Ask HN: What are the best practices for documentation? - SatyajitSarangi

I've read contradicting essays of what the documentation must look like. Some suggest more documentation is good, when you hire a new chap. Some suggest less documentation is always better, as your code should be explanatory enough. If not, you've hired the wrong coder or written bad code.&#60;p&#62;So, how should one document:-
1. Code
2. DB design(Is just an ER diagram enough?)
3. API end points.&#60;p&#62;I'm the only one involved in coding and setting the "standards" when it comes to these things, so was wondering what do others follow here.
======
tjr
I think the answer has to be, "it depends on the project".

I've read numerous gripes against commenting code, because it's possible to
change the code but not the comment, rendering the comment inaccurate. I
reckon that's true, and it's certainly a reason to be as conservative as
possible in commenting code. But how conservative is that? None at all?

I have at sundry times worked on a codebase that simulates a fairly complex
avionics subsystem.

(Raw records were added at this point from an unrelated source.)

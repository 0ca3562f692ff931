// SPDX-License-Identifier: AGPL-3.0-or-later
//
// Copyright (C) 2026 Relational Network

//! Webhook reconciliation: provider callbacks → exactly-once settlement.
//!
//! The provider may deliver the same webhook more than once. The single
//! idempotency checkpoint is the pending→success transition, re-checked
//! inside the settlement write transaction; transport-level deduplication
//! is deliberately not relied on.
//!
//! Conditions the provider cannot fix by retrying (unknown reference,
//! amount mismatch, foreign event types, malformed payloads) are logged and
//! acknowledged so a retry storm never builds up. Only a bad signature and
//! transient store failures surface as errors.

use serde_json::Value;
use tracing::{error, info, warn};

use super::db::{LedgerDb, SettleOutcome};
use super::records::TxStatus;
use super::LedgerError;
use crate::providers::paystack::PaystackClient;

/// Event type that settles a deposit. Everything else is acknowledged
/// untouched, for forward compatibility with new provider events.
const CHARGE_SUCCESS_EVENT: &str = "charge.success";

/// Read a minor-unit amount from the payload. The provider serializes
/// integers, but some JSON stacks re-encode them as floats (`500000.0`);
/// a whole-valued float is still an exact amount.
fn as_minor_units(value: &Value) -> Option<i64> {
    value.as_i64().or_else(|| {
        value
            .as_f64()
            .filter(|f| f.fract() == 0.0 && f.abs() < i64::MAX as f64)
            .map(|f| f as i64)
    })
}

/// Reconcile one webhook delivery.
///
/// `raw_body` must be the exact bytes the provider signed; verifying a
/// re-serialization would break bit-exact signature checks.
pub fn reconcile_webhook(
    db: &LedgerDb,
    paystack: &PaystackClient,
    signature: &str,
    raw_body: &[u8],
) -> Result<(), LedgerError> {
    if !paystack.verify_webhook_signature(signature, raw_body) {
        error!("invalid webhook signature");
        return Err(LedgerError::InvalidSignature);
    }

    let payload: Value = match serde_json::from_slice(raw_body) {
        Ok(payload) => payload,
        Err(e) => {
            warn!(error = %e, "webhook payload was not valid JSON; acknowledging");
            return Ok(());
        }
    };

    let event = payload.get("event").and_then(Value::as_str).unwrap_or("");
    info!(event = %event, "received webhook event");
    if event != CHARGE_SUCCESS_EVENT {
        return Ok(());
    }

    let data = payload.get("data").cloned().unwrap_or(Value::Null);
    let Some(reference) = data.get("reference").and_then(Value::as_str).map(str::to_owned)
    else {
        warn!("charge.success webhook missing reference; acknowledging");
        return Ok(());
    };
    let Some(reported_minor) = data.get("amount").and_then(as_minor_units) else {
        warn!(reference = %reference, "charge.success webhook missing amount; acknowledging");
        return Ok(());
    };

    let tx = match db.transaction_by_reference(&reference)? {
        Some(tx) => tx,
        None => {
            warn!(reference = %reference, "webhook for unknown transaction reference");
            return Ok(());
        }
    };

    if tx.status == TxStatus::Success {
        info!(reference = %reference, "transaction already settled; skipping");
        return Ok(());
    }

    let expected_minor = tx.amount.minor_units();
    if expected_minor != reported_minor {
        // Tamper/fraud signal: never settle, never retry.
        let mismatch = LedgerError::AmountMismatch {
            expected: expected_minor,
            reported: reported_minor,
        };
        error!(reference = %reference, error = %mismatch, "not settling");
        return Ok(());
    }

    match db.settle_deposit(&reference, data) {
        Ok(SettleOutcome::Settled { wallet }) => {
            info!(
                reference = %reference,
                wallet_id = %wallet.wallet_id,
                balance_minor = wallet.balance.minor_units(),
                "deposit settled"
            );
            Ok(())
        }
        Ok(SettleOutcome::AlreadySettled) => {
            // Lost the race with a duplicate delivery; nothing to do.
            info!(reference = %reference, "deposit settled by concurrent delivery");
            Ok(())
        }
        Err(LedgerError::WalletNotFound) => {
            error!(
                reference = %reference,
                wallet_id = %tx.wallet_id,
                "transaction references a missing wallet; acknowledging"
            );
            Ok(())
        }
        // Transient store failures bubble up so the provider retries.
        Err(e) => Err(e),
    }
}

It's a hundred subprojects of C++ code, almost entirely
undocumented. I imagine it all makes sense to the original author, and it
might make sense to someone intimately familiar with every facet of the
avionics subsystem that it simulates.

The function names _look_ self-documenting; the variable names _look_ self-
documenting. But the problem is, you'd have to read _and thoroughly
understand_ something like a thousand pages of dry ARINC specifications before
these self-documenting function names would reveal themselves for what they
are.

I have a hard time believing that the best way to document this software
project is "not at all".

In general, I personally like to draft a design document up front that
explains the intentions of the project and rationale for choices made, and for
why the project needs to exist in the first place. Some good hints at:

<http://philip.greenspun.com/software/design-review>

The larger and more complicated the project, the more in-depth the design
documentation should be. Even for quick weekend web app hacks, spending a
half-hour drafting a design document can be beneficial.